Task brief: What you return must be an exact copy of the lines in the listing below between the line holding "filename crates/common/src/lib.rs" and the line holding "fn poll(&mut self) -> Poll;", inclusive, and nothing more.

-------- Extracted material

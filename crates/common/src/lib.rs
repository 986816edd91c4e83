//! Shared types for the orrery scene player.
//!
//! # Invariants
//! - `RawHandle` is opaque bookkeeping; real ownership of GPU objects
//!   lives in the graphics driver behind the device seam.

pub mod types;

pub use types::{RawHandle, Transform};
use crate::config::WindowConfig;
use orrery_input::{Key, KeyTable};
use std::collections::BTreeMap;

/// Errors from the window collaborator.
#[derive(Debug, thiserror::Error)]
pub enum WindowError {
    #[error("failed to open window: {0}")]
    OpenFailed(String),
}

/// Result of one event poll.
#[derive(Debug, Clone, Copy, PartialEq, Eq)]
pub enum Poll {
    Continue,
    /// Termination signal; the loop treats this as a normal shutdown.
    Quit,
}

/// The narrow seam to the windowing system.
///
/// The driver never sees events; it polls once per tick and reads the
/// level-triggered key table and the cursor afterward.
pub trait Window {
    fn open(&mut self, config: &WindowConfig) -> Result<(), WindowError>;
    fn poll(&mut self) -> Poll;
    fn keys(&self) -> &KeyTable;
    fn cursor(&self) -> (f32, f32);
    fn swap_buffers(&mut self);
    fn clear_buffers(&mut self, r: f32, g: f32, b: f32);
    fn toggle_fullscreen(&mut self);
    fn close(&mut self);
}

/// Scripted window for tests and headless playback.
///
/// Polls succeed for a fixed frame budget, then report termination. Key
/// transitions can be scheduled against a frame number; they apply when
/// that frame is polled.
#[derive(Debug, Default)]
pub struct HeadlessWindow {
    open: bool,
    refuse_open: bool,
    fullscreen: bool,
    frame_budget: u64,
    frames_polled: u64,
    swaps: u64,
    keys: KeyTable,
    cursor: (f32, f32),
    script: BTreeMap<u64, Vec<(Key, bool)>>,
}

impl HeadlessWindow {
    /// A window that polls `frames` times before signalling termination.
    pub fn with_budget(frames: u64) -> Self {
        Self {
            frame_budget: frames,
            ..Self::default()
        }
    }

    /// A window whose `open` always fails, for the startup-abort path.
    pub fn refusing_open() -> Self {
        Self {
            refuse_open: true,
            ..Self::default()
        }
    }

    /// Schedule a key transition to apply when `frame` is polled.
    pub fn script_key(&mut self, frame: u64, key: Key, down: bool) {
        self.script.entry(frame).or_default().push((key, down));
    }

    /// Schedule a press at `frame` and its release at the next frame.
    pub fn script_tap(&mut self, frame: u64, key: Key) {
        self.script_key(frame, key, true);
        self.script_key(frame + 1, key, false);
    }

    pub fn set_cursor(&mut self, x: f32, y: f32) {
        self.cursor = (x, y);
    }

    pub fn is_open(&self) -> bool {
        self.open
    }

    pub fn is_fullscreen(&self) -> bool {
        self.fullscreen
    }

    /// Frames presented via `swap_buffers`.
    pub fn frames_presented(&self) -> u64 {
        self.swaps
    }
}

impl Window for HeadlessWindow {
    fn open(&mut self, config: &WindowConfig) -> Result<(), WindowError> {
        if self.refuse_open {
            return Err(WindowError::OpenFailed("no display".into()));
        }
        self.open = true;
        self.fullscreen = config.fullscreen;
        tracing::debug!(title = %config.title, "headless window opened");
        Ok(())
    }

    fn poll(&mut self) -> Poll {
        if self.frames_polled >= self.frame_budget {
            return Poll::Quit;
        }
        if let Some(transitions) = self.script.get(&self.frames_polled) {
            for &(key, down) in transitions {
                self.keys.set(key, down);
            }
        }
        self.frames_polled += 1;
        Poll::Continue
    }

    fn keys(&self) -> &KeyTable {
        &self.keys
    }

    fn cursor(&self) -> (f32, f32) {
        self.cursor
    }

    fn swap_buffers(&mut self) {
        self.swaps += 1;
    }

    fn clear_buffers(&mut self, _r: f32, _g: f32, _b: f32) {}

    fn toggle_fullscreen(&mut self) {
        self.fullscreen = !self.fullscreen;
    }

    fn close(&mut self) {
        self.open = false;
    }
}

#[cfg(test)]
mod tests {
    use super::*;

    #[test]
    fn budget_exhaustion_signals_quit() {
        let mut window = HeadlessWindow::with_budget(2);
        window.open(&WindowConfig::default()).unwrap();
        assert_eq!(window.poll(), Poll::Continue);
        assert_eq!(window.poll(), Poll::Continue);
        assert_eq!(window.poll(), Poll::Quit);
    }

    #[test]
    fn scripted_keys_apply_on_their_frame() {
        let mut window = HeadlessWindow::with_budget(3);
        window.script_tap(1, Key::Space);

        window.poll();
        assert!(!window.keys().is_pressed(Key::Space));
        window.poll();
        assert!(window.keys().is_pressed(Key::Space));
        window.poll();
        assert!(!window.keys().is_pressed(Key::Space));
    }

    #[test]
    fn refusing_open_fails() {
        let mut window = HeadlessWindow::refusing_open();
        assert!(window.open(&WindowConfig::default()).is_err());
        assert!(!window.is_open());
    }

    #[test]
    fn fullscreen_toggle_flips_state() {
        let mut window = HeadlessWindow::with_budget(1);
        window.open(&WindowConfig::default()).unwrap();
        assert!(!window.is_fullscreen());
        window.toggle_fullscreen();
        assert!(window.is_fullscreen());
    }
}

----------------
-------- Extracted material

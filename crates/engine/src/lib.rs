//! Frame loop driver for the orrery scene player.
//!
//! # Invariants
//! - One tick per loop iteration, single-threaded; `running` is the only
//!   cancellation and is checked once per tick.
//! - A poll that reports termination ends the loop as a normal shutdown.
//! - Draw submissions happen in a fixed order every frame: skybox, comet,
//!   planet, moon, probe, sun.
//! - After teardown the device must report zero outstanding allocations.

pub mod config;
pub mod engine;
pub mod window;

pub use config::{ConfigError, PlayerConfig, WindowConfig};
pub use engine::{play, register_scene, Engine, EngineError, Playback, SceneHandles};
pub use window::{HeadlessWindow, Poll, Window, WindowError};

----------------

Reply:
filename crates/common/src/lib.rs
repository 986816edd91c4e83
//! Shared types for the orrery scene player.
//!
//! # Invariants
//! - `RawHandle` is opaque bookkeeping; real ownership of GPU objects
//!   lives in the graphics driver behind the device seam.

pub mod types;

pub use types::{RawHandle, Transform};
use crate::config::WindowConfig;
use orrery_input::{Key, KeyTable};
use std::collections::BTreeMap;

/// Errors from the window collaborator.
#[derive(Debug, thiserror::Error)]
pub enum WindowError {
    #[error("failed to open window: {0}")]
    OpenFailed(String),
}

/// Result of one event poll.
#[derive(Debug, Clone, Copy, PartialEq, Eq)]
pub enum Poll {
    Continue,
    /// Termination signal; the loop treats this as a normal shutdown.
    Quit,
}

/// The narrow seam to the windowing system.
///
/// The driver never sees events; it polls once per tick and reads the
/// level-triggered key table and the cursor afterward.
pub trait Window {
    fn open(&mut self, config: &WindowConfig) -> Result<(), WindowError>;
    fn poll(&mut self) -> Poll;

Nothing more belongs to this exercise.